There are a lot of things wrong with the world. On a much smaller level, there are many things about our life right now that I would change, had I the power to do it. James would have a job -- preferably one that brought in a decent income and didn't drive him nuts (ooh, and that has good benefits). The price of oil would be up and the wells in which we're invested would be top producers. My baby wouldn't have a heart defect.

As hopeful as I am about each of these things, as much blessing as I've experienced in the course of things being exactly as they are, I still have my moments where I just want to wave a magic "fix it" stick and have it all be better the way I want it.
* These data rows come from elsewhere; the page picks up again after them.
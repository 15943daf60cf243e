// In-memory queue store implementation
use async_trait::async_trait;
use std::collections::{HashMap, VecDeque};
use std::sync::{Arc, Mutex, MutexGuard, PoisonError};
use tracing::{debug, info, trace};

use shoal_core::domain::{Message, MessageId, QueueDescriptor, QueueName};
use shoal_core::error::{AppError, Result};
use shoal_core::port::id_provider::UuidProvider;
use shoal_core::port::{Fetcher, IdProvider};

/// Named FIFO queues held in process memory
///
/// Fetching removes messages; there is no visibility timeout or redelivery.
pub struct InMemoryQueueStore {
    queues: Mutex<HashMap<QueueName, VecDeque<Message>>>,
    id_provider: Arc<dyn IdProvider>,
}

impl InMemoryQueueStore {
    /// Create an empty store
    ///
    /// # Arguments
    /// * `id_provider` - Generates ids for messages pushed by body only
    pub fn new(id_provider: Arc<dyn IdProvider>) -> Self {
        Self {
            queues: Mutex::new(HashMap::new()),
            id_provider,
        }
    }

    fn queues(&self) -> MutexGuard<'_, HashMap<QueueName, VecDeque<Message>>> {
        self.queues.lock().unwrap_or_else(PoisonError::into_inner)
    }

    /// Append a message to `queue`, creating the queue if needed
    pub fn push(&self, queue: &str, message: Message) {
        self.queues()
            .entry(queue.to_string())
            .or_default()
            .push_back(message);
    }

    /// Append a message with a generated id and return that id
    pub fn push_body(&self, queue: &str, body: impl Into<String>) -> MessageId {
        let id = self.id_provider.generate_id();
        self.push(queue, Message::new(id.clone(), body));
        id
    }

    /// Number of messages waiting in `queue`
    pub fn len(&self, queue: &str) -> usize {
        self.queues().get(queue).map_or(0, VecDeque::len)
    }

    pub fn is_empty(&self, queue: &str) -> bool {
        self.len(queue) == 0
    }

    /// Number of messages waiting across all queues
    pub fn total_len(&self) -> usize {
        self.queues().values().map(VecDeque::len).sum()
    }

    /// Load messages from a JSON object mapping queue names to arrays of bodies
    ///
    /// String elements are used as-is; any other JSON value is stored as its
    /// serialized text.
    ///
    /// # Example
    /// ```text
    /// { "default": ["hello", {"kind": "ping"}], "reports": ["r1", "r2"] }
    /// ```
    ///
    /// # Returns
    /// Number of messages loaded
    pub fn seed_from_json(&self, json: &str) -> Result<usize> {
        let value: serde_json::Value = serde_json::from_str(json)?;
        let object = value.as_object().ok_or_else(|| {
            AppError::Config("Seed file must be a JSON object of queue -> messages".to_string())
        })?;

        let mut loaded = 0;
        for (queue, bodies) in object {
            let bodies = bodies.as_array().ok_or_else(|| {
                AppError::Config(format!("Seed entry for queue '{}' must be an array", queue))
            })?;

            for body in bodies {
                let body = match body {
                    serde_json::Value::String(s) => s.clone(),
                    other => other.to_string(),
                };
                self.push_body(queue, body);
                loaded += 1;
            }
        }

        info!(messages = loaded, queues = object.len(), "Seeded in-memory queues");
        Ok(loaded)
    }
}

impl Default for InMemoryQueueStore {
    fn default() -> Self {
        Self::new(Arc::new(UuidProvider))
    }
}

#[async_trait]
impl Fetcher for InMemoryQueueStore {
    async fn fetch(&self, queue: &QueueDescriptor, limit: usize) -> Result<Vec<Message>> {
        let mut queues = self.queues();
        let Some(pending) = queues.get_mut(queue.name()) else {
            trace!(queue = %queue, "Fetch from unknown queue");
            return Ok(Vec::new());
        };

        let take = limit.min(pending.len());
        let messages: Vec<Message> = pending.drain(..take).collect();

        debug!(
            queue = %queue,
            limit = limit,
            fetched = messages.len(),
            remaining = pending.len(),
            "Fetched messages"
        );
        Ok(messages)
    }
}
I had a very honest moment with Jesus today in which I told Him just that. That sometimes I'm tired of it and just want a break. That as glad as I am that what we're going through means He's loving us and disciplining us toward holiness, sometimes I just wish it could all be the way I want it to be -- in truth, even though the reality of it completely disgusts me -- a little like a gospel of prosperity: if you love Jesus and obey Him, He will give you health and wealth and the American dream to boot!

I know it doesn't work that way. And on many levels, I'm deeply and profoundly thankful that it doesn't.
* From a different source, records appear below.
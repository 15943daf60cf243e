//! Shoal - Main Entry Point
//! Queue consumer daemon: in-memory queues + weighted round-robin polling

mod config;
mod shutdown;

use anyhow::{Context, Result};
use std::sync::Arc;
use std::time::Duration;
use tracing::{error, info, warn};
use tracing_subscriber::{fmt, layer::SubscriberExt, util::SubscriberInitExt, EnvFilter};

use config::{DaemonConfig, LogFormat};
use shoal_core::application::Manager;
use shoal_core::port::id_provider::UuidProvider;
use shoal_core::port::time_provider::SystemTimeProvider;
use shoal_infra_memory::{
    InMemoryQueueStore, LoggingProcessor, StaticWorkerRegistry, TokioExecutionPool,
    TracingEventHook, WeightedRoundRobin,
};

const VERSION: &str = env!("CARGO_PKG_VERSION");

/// How long shutdown waits for the dispatch loop to exit
const LOOP_EXIT_TIMEOUT: Duration = Duration::from_secs(2);
/// How long shutdown waits for in-flight units to drain
const DRAIN_TIMEOUT: Duration = Duration::from_secs(5);

fn init_logging(format: LogFormat) -> Result<()> {
    let env_filter = EnvFilter::try_from_default_env()
        .or_else(|_| EnvFilter::try_new("shoal=info"))
        .context("Failed to create env filter")?;

    match format {
        LogFormat::Json => {
            // Production: JSON structured logging
            tracing_subscriber::registry()
                .with(env_filter)
                .with(fmt::layer().json())
                .init();
        }
        LogFormat::Pretty => {
            // Development: Pretty formatting with colors
            tracing_subscriber::registry()
                .with(env_filter)
                .with(fmt::layer().pretty())
                .init();
        }
    }
    Ok(())
}

#[tokio::main]
async fn main() -> Result<()> {
    // 1. Load configuration and initialize logging
    let config = DaemonConfig::from_env()?;
    init_logging(config.log_format)?;

    info!("Shoal v{} starting...", VERSION);
    info!(
        concurrency = config.concurrency,
        queues = ?config.queues,
        batch_queues = ?config.batch_queues,
        fetch_error_policy = %config.fetch_error_policy,
        "Configuration loaded"
    );

    // 2. Queue store (optionally seeded)
    let store = Arc::new(InMemoryQueueStore::new(Arc::new(UuidProvider)));
    if let Some(path) = &config.seed_file {
        let json = std::fs::read_to_string(path)
            .with_context(|| format!("Failed to read seed file {}", path.display()))?;
        store.seed_from_json(&json)?;
    }

    // 3. Setup dependencies (DI wiring)
    let polling_strategy = Arc::new(WeightedRoundRobin::new(
        config.queues.clone(),
        config.delay,
        Arc::new(SystemTimeProvider),
    ));
    let registry = Arc::new(StaticWorkerRegistry::new(config.batch_queues.clone()));
    let execution_pool = Arc::new(TokioExecutionPool::current()?);

    let manager = Arc::new(Manager::new(
        config.manager_config(),
        store.clone(),
        polling_strategy,
        registry,
        Arc::new(LoggingProcessor),
        execution_pool.clone(),
        Arc::new(TracingEventHook),
    )?);

    // 4. Start the dispatch loop
    info!("Starting manager...");
    let loop_manager = Arc::clone(&manager);
    let mut manager_handle = tokio::spawn(async move { loop_manager.start().await });

    info!("System ready. Press Ctrl+C to shutdown");

    // 5. Wait for shutdown signal (or the loop halting on its own)
    let finished = tokio::select! {
        signal = tokio::signal::ctrl_c() => {
            signal?;
            info!("Shutdown signal received. Exiting gracefully...");
            None
        }
        finished = &mut manager_handle => Some(finished),
    };

    let outcome: Result<()> = match finished {
        None => {
            manager.stop();
            match tokio::time::timeout(LOOP_EXIT_TIMEOUT, manager_handle).await {
                Ok(Ok(Err(e))) => warn!(error = %e, "Manager exited with error"),
                Ok(Err(join_err)) => warn!(error = %join_err, "Manager task failed"),
                Err(_) => warn!("Manager loop did not exit in time"),
                Ok(Ok(Ok(()))) => {}
            }
            Ok(())
        }
        Some(Ok(Ok(()))) => {
            info!("Manager stopped");
            Ok(())
        }
        Some(Ok(Err(e))) => {
            error!(error = %e, "Manager halted");
            Err(e.into())
        }
        Some(Err(join_err)) => Err(anyhow::anyhow!("Manager task failed: {}", join_err)),
    };

    // 6. Graceful shutdown: admitted units finish before the runtime is dropped
    shutdown::drain_in_flight(&manager, DRAIN_TIMEOUT).await;
    execution_pool.shutdown();
    info!(
        unprocessed = store.total_len(),
        submitted = execution_pool.submitted(),
        "Shutdown complete."
    );

    outcome
}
These thoughts got me to wondering: say things really did turn out the way I wanted. Say Ewan was miraculously healed (or, the doctors said, "Oops, sorry, we had the wrong baby!"), James had the perfect job, and everything was peachy. Say everything in my life had been this way: no challenge, no troubles, no resistance. What would I be like? Would I have any depth or strength or character? Would I care about the things I care about? Would I even be me?

I have a strong suspicion that without any kind of resistance in my life, without trials, hardships, whatever you will call them -- I would be vapid and shallow, disinterested and entirely uninteresting. I couldn't relate to anyone. I just might be the kind of person, who when she heard the poor had run out of bread to eat would say: "Then let them eat cake!" (which, by the way, Marie Antoinette didn't really say either).

What's true of our bodies is true of our spirits, our souls, our whole persons as well: strength is built when an opposing force is resisted. I've written about this before. Just like strength of body, strength of spirit doesn't "just happen" either. Someone who lounges on the sofa eating Doritos all day cannot expect to have a toned and muscled body, and neither can a spiritual couch potato expect to be a saint, or to achieve the holiness Christ desires for us. Previously, I wrote this:
Make no mistake: getting stronger hurts. It is a slow process. If we look at this from a physiological point of view again, getting stronger requires that we deliberately engage our muscles against the weight we are lifting. It requires that we repeat the motion of lifting or pressing, engaging our muscles repeatedly to the point of fatigue. In so doing, muscle fibers are broken down ... In the days of rest that follow, the fibers are built back up, stronger than they were before. And we do it again and again.
Ouch. Yeah. Good reminder to myself.

The funny thing about all this is is that when I write, I tend to put the stronger stuff out there: the things that I can reason and know, sometimes at the expense of what I actually feel. But the truth is, oftentimes they butt up against each other, like two boxers with gloves braced, and I wonder if one reality might punch the lights out of the other. And sometimes I get stuck between them, feeling the push and pull from both sides.

This is when I need to be reminded to look up: look up to our High Priest -- the one Who is able to sympathize with our weaknesses, the one Who was tested just as we are. This is when I need to be reminded what it's all for. I need to remember that if I'm to run a good race, I will get tripped up if I spend too much time looking down at my feet, or veer off course if too much time is spent looking over my shoulder. I need to look up. And when I tire, wishing I could know what and how and when -- this is when I need to remember that I will never know what and how and when (maybe not even in retrospect), but I do know Who.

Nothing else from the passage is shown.